### WHAT YOU ARE ASKED TO DO
Where the listing below reaches the line containing "make it across", start writing out lines exactly, and stop once the line containing "outcome.present.push(sidecar.clone());" has been written.

*** Opening of RECORDS FOR PROCESSING ***

//! Blocking file operations used by the import pipeline.

use std::fs::{self, File, OpenOptions};
use std::io::{BufReader, BufWriter, ErrorKind, Read, Write};
use std::path::{Path, PathBuf};
use tokio_util::sync::CancellationToken;

use crate::config::ImportConfig;
use crate::error::{Error, Result};

const BUFFER_SIZE: usize = 256 * 1024;

/// Copy `source` to a new file at `dest`.
///
/// Never overwrites: fails if `dest` already exists. Files at least
/// `large_file_threshold` bytes check for cancellation every
/// `cancel_check_interval` bytes; a cancelled or failed copy removes its
/// partial artifact. Returns the number of bytes written.
pub fn copy_to_new(
    source: &Path,
    dest: &Path,
    expected_size: u64,
    config: &ImportConfig,
    cancel: &CancellationToken,
) -> Result<u64> {
    if let Some(parent) = dest.parent() {
        fs::create_dir_all(parent).map_err(|e| Error::copy_failed(dest, e))?;
    }

    let src_file = File::open(source).map_err(|e| Error::copy_failed(source, e))?;
    let dest_file = OpenOptions::new()
        .write(true)
        .create_new(true)
        .open(dest)
        .map_err(|e| Error::copy_failed(dest, e))?;

    let check_every = (expected_size >= config.large_file_threshold)
        .then_some(config.cancel_check_interval.max(1));

    match stream_copy(src_file, dest_file, check_every, cancel) {
        Ok(copied) => Ok(copied),
        Err(e) => {
            // Only ever removes the file this call created
            if let Err(remove_err) = fs::remove_file(dest) {
                tracing::warn!(target: "import", path = %dest.display(), error = %remove_err, "Could not remove partial copy");
            }
            Err(match e {
                Error::Io(io) => Error::copy_failed(dest, io),
                other => other,
            })
        }
    }
}

fn stream_copy(
    source: File,
    dest: File,
    check_every: Option<u64>,
    cancel: &CancellationToken,
) -> Result<u64> {
    let mut reader = BufReader::with_capacity(BUFFER_SIZE, source);
    let mut writer = BufWriter::with_capacity(BUFFER_SIZE, dest);

    let mut buffer = vec![0u8; BUFFER_SIZE];
    let mut copied = 0u64;
    let mut since_check = 0u64;
    loop {
        let bytes_read = reader.read(&mut buffer)?;
        if bytes_read == 0 {
            break;
        }
        writer.write_all(&buffer[..bytes_read])?;
        copied += bytes_read as u64;

        if let Some(interval) = check_every {
            since_check += bytes_read as u64;
            if since_check >= interval {
                since_check = 0;
                if cancel.is_cancelled() {
                    return Err(Error::Cancelled);
                }
            }
        }
    }

    writer.flush()?;
    let file = writer.into_inner().map_err(|e| e.into_error())?;
    file.sync_all()?;
    Ok(copied)
}

/// Give `dest` the source's access and modification times.
pub fn preserve_timestamps(source: &Path, dest: &Path) -> std::io::Result<()> {
    let meta = fs::metadata(source)?;
    let atime = filetime::FileTime::from_last_access_time(&meta);
    let mtime = filetime::FileTime::from_last_modification_time(&meta);
    filetime::set_file_times(dest, atime, mtime)
}

/// Where a sidecar lands next to an imported file.
///
/// The sidecar follows the file's new name: `IMG_0042.XMP` next to
/// `IMG_20240713_184502.JPG` becomes `IMG_20240713_184502.XMP`, and
/// `DSC_2.NEF.xmp` keeps its double extension.
pub fn sidecar_destination(source: &Path, dest: &Path, sidecar: &Path) -> Option<PathBuf> {
    let sidecar_name = sidecar.file_name()?.to_string_lossy().into_owned();
    let dest_name = dest.file_name()?.to_string_lossy().into_owned();
    let dest_stem = dest.file_stem()?.to_string_lossy().into_owned();

    let lower = sidecar_name.to_lowercase();
    let source_name = source.file_name()?.to_string_lossy().to_lowercase();
    let source_stem = source.file_stem()?.to_string_lossy().to_lowercase();

    let new_name = if lower.len() > source_name.len()
        && lower.starts_with(&source_name)
        && let Some(rest) = sidecar_name.get(source_name.len()..)
    {
        format!("{dest_name}{rest}")
    } else if lower.starts_with(&source_stem)
        && let Some(rest) = sidecar_name.get(source_stem.len()..)
    {
        format!("{dest_stem}{rest}")
    } else {
        sidecar_name
    };
    Some(dest.with_file_name(new_name))
}

/// Outcome of bringing sidecars along with an imported file.
#[derive(Debug, Default, PartialEq)]
pub struct SidecarCopy {
    /// Sidecars whose exact content is now at the destination
    pub present: Vec<PathBuf>,
    /// One message per sidecar that did not make it across
    pub problems: Vec<String>,
}

/// Copy sidecars next to `dest`, best effort.
///
/// An existing file at a sidecar's target is never overwritten. It only
/// counts as the sidecar being present when its content is identical;
/// otherwise the source sidecar is reported and must be kept.
pub fn copy_sidecars(source: &Path, dest: &Path, sidecars: &[PathBuf]) -> SidecarCopy {
    let mut outcome = SidecarCopy::default();
    for sidecar in sidecars {
        let Some(target) = sidecar_destination(source, dest, sidecar) else {
            continue;
        };
        match copy_sidecar(sidecar, &target) {
            Ok(()) => outcome.present.push(sidecar.clone()),
            Err(e) if e.kind() == ErrorKind::AlreadyExists => {
                match crate::hash::same_content(sidecar, &target) {
                    Ok(true) => {
                        tracing::debug!(target: "import", path = %target.display(), "Sidecar already at destination");
                        outcome.present.push(sidecar.clone());
                    }
                    Ok(false) => {
                        tracing::warn!(target: "import", path = %target.display(), "Different sidecar already at destination");
                        outcome.problems.push(format!(
                            "Sidecar {} kept: {} already exists with other content",
                            sidecar.display(),
                            target.display()
                        ));
                    }
                    Err(e) => {
                        tracing::warn!(target: "import", path = %target.display(), error = %e, "Could not compare sidecars");
                        outcome.problems.push(format!("Sidecar {} kept: {e}", sidecar.display()));
                    }
                }
            }
            Err(e) => {
                tracing::warn!(target: "import", path = %sidecar.display(), error = %e, "Sidecar copy failed");
                outcome.problems.push(format!("Sidecar {} not copied: {e}", sidecar.display()));
            }
        }
    }
    outcome
}

fn copy_sidecar(sidecar: &Path, target: &Path) -> std::io::Result<()> {
    let mut from = File::open(sidecar)?;
    let mut to = OpenOptions::new().write(true).create_new(true).open(target)?;
    if let Err(e) = std::io::copy(&mut from, &mut to) {
        drop(to);
        let _ = fs::remove_file(target);
        return Err(e);
    }
    Ok(())
}

/// Delete an imported original and the given sidecars.
///
/// Returns one message per file that could not be removed.
pub fn delete_originals(source: &Path, sidecars: &[PathBuf]) -> Vec<String> {
    std::iter::once(source)
        .chain(sidecars.iter().map(PathBuf::as_path))
        .filter_map(|path| {
            fs::remove_file(path)
                .err()
                .map(|e| Error::delete_failed(path, e).to_string())
        })
        .collect()
}
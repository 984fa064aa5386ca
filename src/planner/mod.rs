//! Destination planning shared by scanning and recalculation.
//!
//! Given enriched records and a settings snapshot, assigns every
//! non-duplicate file a unique destination path and detects files that are
//! already present there. Duplicates are passed through untouched.

use std::collections::HashMap;
use std::fs;
use std::io::ErrorKind;
use std::path::{Path, PathBuf};
use std::time::{Duration, SystemTime};
use tokio_util::sync::CancellationToken;

use crate::config::{ScanConfig, Settings};
use crate::hash;
use crate::model::{ImportStatus, MediaFile};
use crate::organizer::{Candidate, DestinationProbe, Occupancy, Placement, resolve_collisions};

/// Probes the real destination tree.
///
/// An existing regular file is "the same file" when sizes match and either
/// the names match exactly, the modification times are within tolerance,
/// or the content digests match.
pub struct FsProbe {
    root: PathBuf,
    tolerance: Duration,
}

impl FsProbe {
    pub fn new(root: impl Into<PathBuf>, tolerance_secs: i64) -> Self {
        Self {
            root: root.into(),
            tolerance: Duration::from_secs(tolerance_secs.max(0).unsigned_abs()),
        }
    }

    fn same_file(&self, target: &Path, meta: &fs::Metadata, file: &MediaFile) -> bool {
        if meta.len() != file.size_bytes {
            return false;
        }
        if target.file_name().is_some_and(|n| n.to_string_lossy() == file.name) {
            return true;
        }
        if let (Some(source), Ok(dest)) = (file.modified_at, meta.modified())
            && within(source, dest, self.tolerance)
        {
            return true;
        }
        match hash::same_content(&file.source_path, target) {
            Ok(same) => same,
            Err(e) => {
                tracing::debug!(target: "planner", path = %target.display(), error = %e, "Digest comparison failed");
                false
            }
        }
    }
}

impl DestinationProbe for FsProbe {
    fn probe(&self, relative: &Path, file: &MediaFile) -> Occupancy {
        let target = self.root.join(relative);
        let meta = match fs::symlink_metadata(&target) {
            Ok(meta) => meta,
            Err(e) if e.kind() == ErrorKind::NotFound => return Occupancy::Free,
            // Can't tell what's there; don't risk it
            Err(_) => return Occupancy::OccupiedByOther,
        };

        if meta.is_file() && self.same_file(&target, &meta, file) {
            Occupancy::SameFile
        } else {
            Occupancy::OccupiedByOther
        }
    }
}

fn within(a: SystemTime, b: SystemTime, tolerance: Duration) -> bool {
    let delta = a.duration_since(b).or_else(|_| b.duration_since(a));
    delta.is_ok_and(|d| d <= tolerance)
}

/// Recompute destinations for a batch.
///
/// Non-duplicates are reset and re-planned against the current destination;
/// when the destination is unset or unreachable they all become `Waiting`
/// with no destination path. Returns `None` if cancelled.
pub fn plan_destinations(
    files: &[MediaFile],
    settings: &Settings,
    scan: &ScanConfig,
    cancel: &CancellationToken,
) -> Option<Vec<MediaFile>> {
    let mut planned = files.to_vec();
    for file in planned.iter_mut().filter(|f| !f.is_duplicate()) {
        file.reset_destination();
    }

    let Some(root) = settings.reachable_destination() else {
        tracing::debug!(
            target: "planner",
            destination = ?settings.destination,
            "No usable destination, leaving files unplaced"
        );
        return Some(planned);
    };

    let candidates: Vec<Candidate<'_>> = planned
        .iter()
        .filter(|f| !f.is_duplicate())
        .map(|f| Candidate::new(f, settings))
        .collect();
    let probe = FsProbe::new(root, scan.timestamp_tolerance_secs);
    let Some(assignments) = resolve_collisions(candidates, probe, cancel) else {
        tracing::debug!(target: "planner", "Planning cancelled");
        return None;
    };

    let by_source: HashMap<PathBuf, usize> = planned
        .iter()
        .enumerate()
        .filter(|(_, f)| !f.is_duplicate())
        .map(|(idx, f)| (f.source_path.clone(), idx))
        .collect();
    let mut pre_existing = 0usize;

    for assignment in assignments {
        let Some(&idx) = by_source.get(&assignment.source) else {
            continue;
        };
        let file = &mut planned[idx];
        match assignment.placement {
            Placement::New => {
                file.dest_path = Some(root.join(&assignment.relative));
            }
            Placement::AlreadyPresent => {
                file.dest_path = Some(root.join(&assignment.relative));
                file.status = ImportStatus::PreExisting;
                pre_existing += 1;
            }
            Placement::Exhausted => {
                file.fail(format!(
                    "No free destination name for {}",
                    assignment.relative.display()
                ));
            }
        }
    }

    tracing::debug!(
        target: "planner",
        root = %root.display(),
        files = planned.len(),
        pre_existing,
        "Planned destinations"
    );
    Some(planned)
}

#[cfg(test)]
mod tests {
    use super::*;
    use crate::test_utils::{date, media_file, source_file};
    use filetime::FileTime;
    use tempfile::tempdir;

    fn flat(dest: &Path) -> Settings {
        Settings {
            destination: Some(dest.to_path_buf()),
            organize_by_date: false,
            ..Settings::default()
        }
    }

    #[test]
    fn test_unreachable_destination_leaves_files_unplaced() {
        let mut file = media_file("/card/a.jpg", 10, None);
        file.dest_path = Some("/old/a.jpg".into());
        file.status = ImportStatus::PreExisting;

        let settings = Settings::with_destination("/definitely/not/mounted/here");
        let planned = plan_destinations(&[file], &settings, &ScanConfig::default(), &CancellationToken::new()).unwrap();

        assert_eq!(planned[0].status, ImportStatus::Waiting);
        assert!(planned[0].dest_path.is_none());
    }

    #[test]
    fn test_existing_different_file_gets_suffix() {
        let src = tempdir().unwrap();
        let dest = tempdir().unwrap();
        let file = source_file(src.path(), "photo.jpg", b"new photo bytes", None);
        std::fs::write(dest.path().join("photo.jpg"), b"some other photo").unwrap();

        let planned = plan_destinations(&[file], &flat(dest.path()), &ScanConfig::default(), &CancellationToken::new()).unwrap();

        assert_eq!(planned[0].status, ImportStatus::Waiting);
        assert_eq!(planned[0].dest_path, Some(dest.path().join("photo_1.jpg")));
    }

    #[test]
    fn test_same_name_and_size_is_pre_existing() {
        let src = tempdir().unwrap();
        let dest = tempdir().unwrap();
        let file = source_file(src.path(), "photo.jpg", b"0123456789", None);
        std::fs::write(dest.path().join("photo.jpg"), b"0123456789").unwrap();

        let planned = plan_destinations(&[file], &flat(dest.path()), &ScanConfig::default(), &CancellationToken::new()).unwrap();
        assert_eq!(planned[0].status, ImportStatus::PreExisting);
        assert_eq!(planned[0].dest_path, Some(dest.path().join("photo.jpg")));
    }

    #[test]
    fn test_renamed_copy_matched_by_mtime_within_tolerance() {
        let src = tempdir().unwrap();
        let dest = tempdir().unwrap();
        let mut file = source_file(src.path(), "IMG_1.JPG", b"abcdef", Some(date("2022-05-01 12:00:00")));
        let mtime = FileTime::from_unix_time(1_650_000_000, 0);
        filetime::set_file_mtime(&file.source_path, mtime).unwrap();
        file.modified_at = std::fs::metadata(&file.source_path).unwrap().modified().ok();

        // Same size, different bytes, mtime off by one second (FAT rounding)
        let settings = Settings {
            rename_by_date: true,
            ..flat(dest.path())
        };
        let existing = dest.path().join("IMG_20220501_120000.JPG");
        std::fs::write(&existing, b"ABCDEF").unwrap();
        filetime::set_file_mtime(&existing, FileTime::from_unix_time(1_650_000_001, 0)).unwrap();

        let planned = plan_destinations(&[file], &settings, &ScanConfig::default(), &CancellationToken::new()).unwrap();
        assert_eq!(planned[0].status, ImportStatus::PreExisting);
    }

    #[test]
    fn test_renamed_copy_matched_by_digest() {
        let src = tempdir().unwrap();
        let dest = tempdir().unwrap();
        let mut file = source_file(src.path(), "IMG_1.JPG", b"identical", Some(date("2022-05-01 12:00:00")));
        file.modified_at = None;

        let settings = Settings {
            rename_by_date: true,
            ..flat(dest.path())
        };
        std::fs::write(dest.path().join("IMG_20220501_120000.JPG"), b"identical").unwrap();

        let planned = plan_destinations(&[file], &settings, &ScanConfig::default(), &CancellationToken::new()).unwrap();
        assert_eq!(planned[0].status, ImportStatus::PreExisting);
    }

    #[test]
    fn test_directory_in_the_way_is_other() {
        let src = tempdir().unwrap();
        let dest = tempdir().unwrap();
        let file = source_file(src.path(), "clip.mov", b"x", None);
        std::fs::create_dir(dest.path().join("clip.mov")).unwrap();

        let planned = plan_destinations(&[file], &flat(dest.path()), &ScanConfig::default(), &CancellationToken::new()).unwrap();
        assert_eq!(planned[0].dest_path, Some(dest.path().join("clip_1.mov")));
    }

    #[test]
    fn test_duplicates_are_untouched() {
        let dest = tempdir().unwrap();
        let mut dup = media_file("/card/b.jpg", 10, None);
        dup.status = ImportStatus::DuplicateInSource;
        dup.duplicate_of = Some("/card/a.jpg".into());

        let planned = plan_destinations(
            std::slice::from_ref(&dup),
            &flat(dest.path()),
            &ScanConfig::default(),
            &CancellationToken::new(),
        )
        .unwrap();
        assert_eq!(planned[0], dup);
    }

    #[test]
    fn test_cancelled_planning_returns_none() {
        let dest = tempdir().unwrap();
        let cancel = CancellationToken::new();
        cancel.cancel();

        let files = vec![media_file("/card/a.jpg", 10, None)];
        assert!(plan_destinations(&files, &flat(dest.path()), &ScanConfig::default(), &cancel).is_none());
    }

    #[test]
    fn test_within_tolerance() {
        let base = SystemTime::UNIX_EPOCH + Duration::from_secs(1000);
        let tol = Duration::from_secs(2);
        assert!(within(base, base + Duration::from_secs(2), tol));
        assert!(within(base + Duration::from_secs(2), base, tol));
        assert!(!within(base, base + Duration::from_secs(3), tol));
    }
}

*** Close of RECORDS FOR PROCESSING ***

### SOLUTION TO THIS PROBLEM
    /// One message per sidecar that did not make it across
    pub problems: Vec<String>,
}

/// Copy sidecars next to `dest`, best effort.
///
/// An existing file at a sidecar's target is never overwritten. It only
/// counts as the sidecar being present when its content is identical;
/// otherwise the source sidecar is reported and must be kept.
pub fn copy_sidecars(source: &Path, dest: &Path, sidecars: &[PathBuf]) -> SidecarCopy {
    let mut outcome = SidecarCopy::default();
    for sidecar in sidecars {
        let Some(target) = sidecar_destination(source, dest, sidecar) else {
            continue;
        };
        match copy_sidecar(sidecar, &target) {
            Ok(()) => outcome.present.push(sidecar.clone()),
            Err(e) if e.kind() == ErrorKind::AlreadyExists => {
                match crate::hash::same_content(sidecar, &target) {
                    Ok(true) => {
                        tracing::debug!(target: "import", path = %target.display(), "Sidecar already at destination");
                        outcome.present.push(sidecar.clone());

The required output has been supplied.